= EXERCISE DIRECTIONS =
Write out all the data again, exactly as it stands.

Dataset excerpts
● ● ● ●

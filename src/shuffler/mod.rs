//! # Shuffler
//!
//! The play-count aware part of spotishuffler.
//!
//! - [`ledger`] keeps one record per recording (ISRC) found in the selected
//!   playlists, counts plays from the recently played feed and computes the
//!   average play count.
//! - [`selector`] draws the under-played tracks first, tops up with the
//!   stalest over-played ones and queues the result in random order.
//!
//! Both work on explicitly passed collaborators: a [`MusicService`] and a
//! [`LedgerStore`]. Each call is one read/compute/write cycle against the store.
//!
//! [`MusicService`]: crate::spotify::MusicService
//! [`LedgerStore`]: crate::management::LedgerStore

pub mod ledger;
pub mod selector;

pub use ledger::{
    ReconcileReport, SyncResult, compute_average_play_count, reconcile, sync_recently_played,
};
pub use selector::{ShuffleMode, plan_queue, select_for_queue};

● ● ● ●

= RESPONSE AREA =
filename src/shuffler/mod.rs
//! # Shuffler
//!
//! The play-count aware part of spotishuffler.
//!
//! - [`ledger`] keeps one record per recording (ISRC) found in the selected
//!   playlists, counts plays from the recently played feed and computes the
//!   average play count.
//! - [`selector`] draws the under-played tracks first, tops up with the
//!   stalest over-played ones and queues the result in random order.
//!
//! Both work on explicitly passed collaborators: a [`MusicService`] and a
//! [`LedgerStore`]. Each call is one read/compute/write cycle against the store.
//!
//! [`MusicService`]: crate::spotify::MusicService
//! [`LedgerStore`]: crate::management::LedgerStore

pub mod ledger;
pub mod selector;

pub use ledger::{
    ReconcileReport, SyncResult, compute_average_play_count, reconcile, sync_recently_played,
};
pub use selector::{ShuffleMode, plan_queue, select_for_queue};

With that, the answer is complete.